The first step of three this week in the winterizing program is being taken now.  Mark from Brown Mechanical Services is in the basement looking at the furnace.  Then he will tackle the fireplace, which will be a more difficult task I think.  I shut it down and turned off the pilot light last spring when I couldn’t get it to light and haven’t touched it since.  On Wed. I go to the doctor for a checkup, and on Friday the car gets its pre winter tire change, fluids check and general preparation for crossing the Coquihalla in mid Dec. for Christmas in Victoria with mom, dad, Barb and Terry.

Or will I be heading west earlier?  Mom and dad sounded terrible on the phone last night.  It’s all dad can do to dress himself and push his walker to meals.  If he can’t do these minimal things, he can’t stay at Shannon Oaks.  Then what?  Mom is still suffering the pain of post herpetic neuralgia every day and now she has the worry of Lymphoma.  She will have the first bout of radiation on Wednesday and is very upset by the idea.  They have always been so proudly self sufficient that they can’t accept their increasing dependency.  In some ways they waited too long before going into a seniors’ home so when they finally got there they have been physically unable to take advantage of its many programs.  Of course dad would have had to be dragged to such ‘hail fellow well met’ gatherings but mom would have enjoyed some of them and made friends for both of them as she has always done.  She’s what my friend Jane’s husband would call a ‘jolly hockey stick, that is when she’s not depressed beneath words.  Of course it’s very expensive where they are now, so they couldn’t have afforded to live there for twenty years.  I waited until they asked me for help with the move to Shannon Oaks and I’m inclined to do the same thing this time even though I don’t know what we’ll do about getting one or both of them into a care home because most of those have waiting lists of at least a year.  I know that if dad gets hospitalized again because of a fall he will be moved to a temporary care home as soon as he no longer needs a hospital bed but that could mean that he will be in a different location than mom and that will be hard.  I also know that they are frozen into inaction by the fear of exactly that happening.  They are waiting for something to happen so that a decision is not required, holding on for dear life.  And life is ‘dear’ when you’re that old, in the sense of costing every bit of energy you have every minute just to keep doing the most basic things.  I felt quite low after our last talk but I don’t know how to help them because as sure as I suggest something, mom will have a good day and think I’m rushing things.  She can still be pretty buoyant at times and then there’s no influencing her.  Or have I just given up?  If this were my novel and not our lives, I would resort to a good old ‘deus ex machina’ to solve the dilemma.
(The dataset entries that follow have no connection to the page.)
use axum::{
    Extension, Json,
    extract::{Path, State},
    http::StatusCode,
    response::IntoResponse,
};
use uuid::Uuid;

use spilka_types::api::{
    AddParticipantsRequest, AddParticipantsResponse, Claims, CreateGroupRequest,
    EnsureDirectRequest,
};

use crate::AppState;
use crate::error::ApiError;

/// Idempotent: 201 when a new conversation was created, 200 when the
/// existing one for the pair was returned.
pub async fn ensure_direct(
    State(state): State<AppState>,
    Extension(claims): Extension<Claims>,
    Json(req): Json<EnsureDirectRequest>,
) -> Result<impl IntoResponse, ApiError> {
    let (conversation, created) = state
        .directory
        .ensure_direct(claims.sub, req.other_user_id)
        .await?;

    let status = if created { StatusCode::CREATED } else { StatusCode::OK };
    Ok((status, Json(conversation)))
}

pub async fn create_group(
    State(state): State<AppState>,
    Extension(claims): Extension<Claims>,
    Json(req): Json<CreateGroupRequest>,
) -> Result<impl IntoResponse, ApiError> {
    let conversation = state
        .directory
        .create_group(claims.sub, req.name, req.description)
        .await?;

    Ok((StatusCode::CREATED, Json(conversation)))
}

pub async fn list_conversations(
    State(state): State<AppState>,
    Extension(claims): Extension<Claims>,
) -> Result<impl IntoResponse, ApiError> {
    let conversations = state.directory.list_conversations(claims.sub)?;
    Ok(Json(conversations))
}

pub async fn get_conversation(
    State(state): State<AppState>,
    Path(conversation_id): Path<Uuid>,
    Extension(claims): Extension<Claims>,
) -> Result<impl IntoResponse, ApiError> {
    let conversation = state
        .directory
        .get_conversation(conversation_id, claims.sub)?;
    Ok(Json(conversation))
}

pub async fn list_participants(
    State(state): State<AppState>,
    Path(conversation_id): Path<Uuid>,
    Extension(claims): Extension<Claims>,
) -> Result<impl IntoResponse, ApiError> {
    let roster = state
        .directory
        .list_participants(conversation_id, claims.sub)?;
    Ok(Json(roster))
}

pub async fn add_participants(
    State(state): State<AppState>,
    Path(conversation_id): Path<Uuid>,
    Extension(claims): Extension<Claims>,
    Json(req): Json<AddParticipantsRequest>,
) -> Result<impl IntoResponse, ApiError> {
    let added_count = state
        .directory
        .add_participants(conversation_id, claims.sub, req.user_ids)
        .await?;

    Ok(Json(AddParticipantsResponse { added_count }))
}

pub async fn remove_participant(
    State(state): State<AppState>,
    Path((conversation_id, user_id)): Path<(Uuid, Uuid)>,
    Extension(claims): Extension<Claims>,
) -> Result<impl IntoResponse, ApiError> {
    state
        .directory
        .remove_participant(conversation_id, claims.sub, user_id)
        .await?;

    Ok(StatusCode::NO_CONTENT)
}
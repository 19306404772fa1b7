use anyhow::Result;
use chrono::{DateTime, Utc};
use rusqlite::{Connection, OptionalExtension, params};
use uuid::Uuid;

use spilka_types::api::ParticipantInfo;
use spilka_types::models::Participant;

use crate::Database;
use crate::models::{PARTICIPANT_COLS, participant_from_row, participant_info_from_row};

impl Database {
    /// Participant row for `(conversation, user)`, active or not.
    pub fn get_participant(
        &self,
        conversation_id: Uuid,
        user_id: Uuid,
    ) -> Result<Option<Participant>> {
        self.with_conn(|conn| get_participant(conn, conversation_id, user_id))
    }

    pub fn active_participants(&self, conversation_id: Uuid) -> Result<Vec<Participant>> {
        self.with_conn(|conn| {
            let mut stmt = conn.prepare(&format!(
                "SELECT {PARTICIPANT_COLS} FROM conversation_participants
                 WHERE conversation_id = ?1 AND is_active = 1
                 ORDER BY joined_at"
            ))?;
            let rows = stmt
                .query_map(params![conversation_id.to_string()], participant_from_row)?
                .collect::<std::result::Result<Vec<_>, _>>()?;
            Ok(rows)
        })
    }

    /// Active roster joined with public user-profile fields only.
    pub fn roster(&self, conversation_id: Uuid) -> Result<Vec<ParticipantInfo>> {
        self.with_conn(|conn| {
            let mut stmt = conn.prepare(
                "SELECT p.user_id, p.role, p.is_muted, p.joined_at,
                        u.first_name, u.last_name, u.avatar_url, u.membership_role
                 FROM conversation_participants p
                 JOIN users u ON u.id = p.user_id
                 WHERE p.conversation_id = ?1 AND p.is_active = 1
                 ORDER BY p.joined_at",
            )?;
            let rows = stmt
                .query_map(params![conversation_id.to_string()], participant_info_from_row)?
                .collect::<std::result::Result<Vec<_>, _>>()?;
            Ok(rows)
        })
    }

    pub fn mark_read(
        &self,
        conversation_id: Uuid,
        user_id: Uuid,
        at: DateTime<Utc>,
    ) -> Result<()> {
        self.with_conn(|conn| {
            conn.execute(
                "UPDATE conversation_participants
                 SET last_read_at = ?3, unread_count = 0
                 WHERE conversation_id = ?1 AND user_id = ?2 AND is_active = 1",
                params![conversation_id.to_string(), user_id.to_string(), at],
            )?;
            Ok(())
        })
    }
}

pub fn get_participant(
    conn: &Connection,
    conversation_id: Uuid,
    user_id: Uuid,
) -> Result<Option<Participant>> {
    let mut stmt = conn.prepare(&format!(
        "SELECT {PARTICIPANT_COLS} FROM conversation_participants
         WHERE conversation_id = ?1 AND user_id = ?2"
    ))?;
    let participant = stmt
        .query_row(
            params![conversation_id.to_string(), user_id.to_string()],
            participant_from_row,
        )
        .optional()?;
    Ok(participant)
}

pub fn insert_participant(conn: &Connection, p: &Participant) -> Result<()> {
    conn.execute(
        "INSERT INTO conversation_participants (id, conversation_id, user_id, role, is_muted, \
         last_read_at, unread_count, is_active, joined_at, left_at, removed_by)
         VALUES (?1, ?2, ?3, ?4, ?5, ?6, ?7, ?8, ?9, ?10, ?11)",
        params![
            p.id.to_string(),
            p.conversation_id.to_string(),
            p.user_id.to_string(),
            p.role.as_str(),
            p.is_muted,
            p.last_read_at,
            p.unread_count,
            p.is_active,
            p.joined_at,
            p.left_at,
            p.removed_by.map(|u| u.to_string()),
        ],
    )?;
    Ok(())
}

/// A user rejoining a conversation reuses their previous row instead of
/// creating a duplicate.
pub fn reactivate_participant(conn: &Connection, id: Uuid, joined_at: DateTime<Utc>) -> Result<()> {
    conn.execute(
        "UPDATE conversation_participants
         SET is_active = 1, left_at = NULL, removed_by = NULL, joined_at = ?2,
             unread_count = 0, role = 'member'
         WHERE id = ?1",
        params![id.to_string(), joined_at],
    )?;
    Ok(())
}

pub fn mark_left(
    conn: &Connection,
    id: Uuid,
    left_at: DateTime<Utc>,
    removed_by: Option<Uuid>,
) -> Result<()> {
    conn.execute(
        "UPDATE conversation_participants
         SET is_active = 0, left_at = ?2, removed_by = ?3
         WHERE id = ?1",
        params![id.to_string(), left_at, removed_by.map(|u| u.to_string())],
    )?;
    Ok(())
}

/// Atomic unread bump for every other active participant of a conversation.
pub fn bump_unread(conn: &Connection, conversation_id: Uuid, sender_id: Uuid) -> Result<()> {
    conn.execute(
        "UPDATE conversation_participants
         SET unread_count = unread_count + 1
         WHERE conversation_id = ?1 AND user_id != ?2 AND is_active = 1",
        params![conversation_id.to_string(), sender_id.to_string()],
    )?;
    Ok(())
}

#[cfg(test)]
mod tests {
    use chrono::Utc;
    use rusqlite::params;
    use uuid::Uuid;

    use spilka_types::models::{Participant, ParticipantRole};

    use crate::Database;

    fn seed_user(db: &Database, id: Uuid) {
        db.with_conn(|conn| {
            conn.execute(
                "INSERT INTO users (id, first_name, last_name, membership_role, staff_role, created_at)
                 VALUES (?1, 'Тест', 'Користувач', 'member', 'none', ?2)",
                params![id.to_string(), Utc::now()],
            )?;
            Ok(())
        })
        .unwrap();
    }

    fn seed_conversation(db: &Database, id: Uuid, created_by: Uuid) {
        db.with_conn(|conn| {
            conn.execute(
                "INSERT INTO conversations (id, kind, created_by, participant_count, created_at, updated_at)
                 VALUES (?1, 'group', ?2, 0, ?3, ?3)",
                params![id.to_string(), created_by.to_string(), Utc::now()],
            )?;
            Ok(())
        })
        .unwrap();
    }

    fn participant(conversation_id: Uuid, user_id: Uuid, active: bool) -> Participant {
        Participant {
            id: Uuid::new_v4(),
            conversation_id,
            user_id,
            role: ParticipantRole::Member,
            is_muted: false,
            last_read_at: None,
            unread_count: 0,
            is_active: active,
            joined_at: Utc::now(),
            left_at: None,
            removed_by: None,
        }
    }

    #[test]
    fn unread_bump_skips_sender_and_inactive_rows() {
        let db = Database::open_in_memory().unwrap();
        let (a, b, c) = (Uuid::new_v4(), Uuid::new_v4(), Uuid::new_v4());
        for id in [a, b, c] {
            seed_user(&db, id);
        }
        let conversation = Uuid::new_v4();
        seed_conversation(&db, conversation, a);
        db.with_conn(|conn| {
            super::insert_participant(conn, &participant(conversation, a, true))?;
            super::insert_participant(conn, &participant(conversation, b, true))?;
            super::insert_participant(conn, &participant(conversation, c, false))?;
            super::bump_unread(conn, conversation, a)?;
            Ok(())
        })
        .unwrap();

        assert_eq!(db.get_participant(conversation, a).unwrap().unwrap().unread_count, 0);
        assert_eq!(db.get_participant(conversation, b).unwrap().unwrap().unread_count, 1);
        assert_eq!(db.get_participant(conversation, c).unwrap().unwrap().unread_count, 0);
    }

    #[test]
    fn mark_read_resets_counter() {
        let db = Database::open_in_memory().unwrap();
        let (a, b) = (Uuid::new_v4(), Uuid::new_v4());
        seed_user(&db, a);
        seed_user(&db, b);
        let conversation = Uuid::new_v4();
        seed_conversation(&db, conversation, a);
        db.with_conn(|conn| {
            super::insert_participant(conn, &participant(conversation, a, true))?;
            super::insert_participant(conn, &participant(conversation, b, true))?;
            super::bump_unread(conn, conversation, a)?;
            Ok(())
        })
        .unwrap();

        db.mark_read(conversation, b, Utc::now()).unwrap();
        let row = db.get_participant(conversation, b).unwrap().unwrap();
        assert_eq!(row.unread_count, 0);
        assert!(row.last_read_at.is_some());
    }
}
On the topic of novels, I have finally joined a book club.  Its members refer to it as the ‘sailing’ book club, a group of women who met sailing, so I expect some windy discussions.  Their numbers now include hikers and bikers, which is how I got to know some of them.  I’m sure we will all be full of hot air, and as each person brings an appetizer and $5.00 to cover the hostess’s purchase of wine for the event, the discussion should be lively.  No matter what happens, I am already glad I joined because the book we will discuss this Thursday evening is Ragged Company by Richard Wagamese.  It’s the first book of his that I have read and I love it.  He’s right up there with Alice Munro when it comes to being a medium for the transmission of the voices of the people he writes about.  And funny.  And humane.  He lives near Kamloops now but comes from a reserve near Thunder Bay.  His descriptions of the great outdoors are beyond my words to describe.  I’m now reading Indian Horse and it’s also great.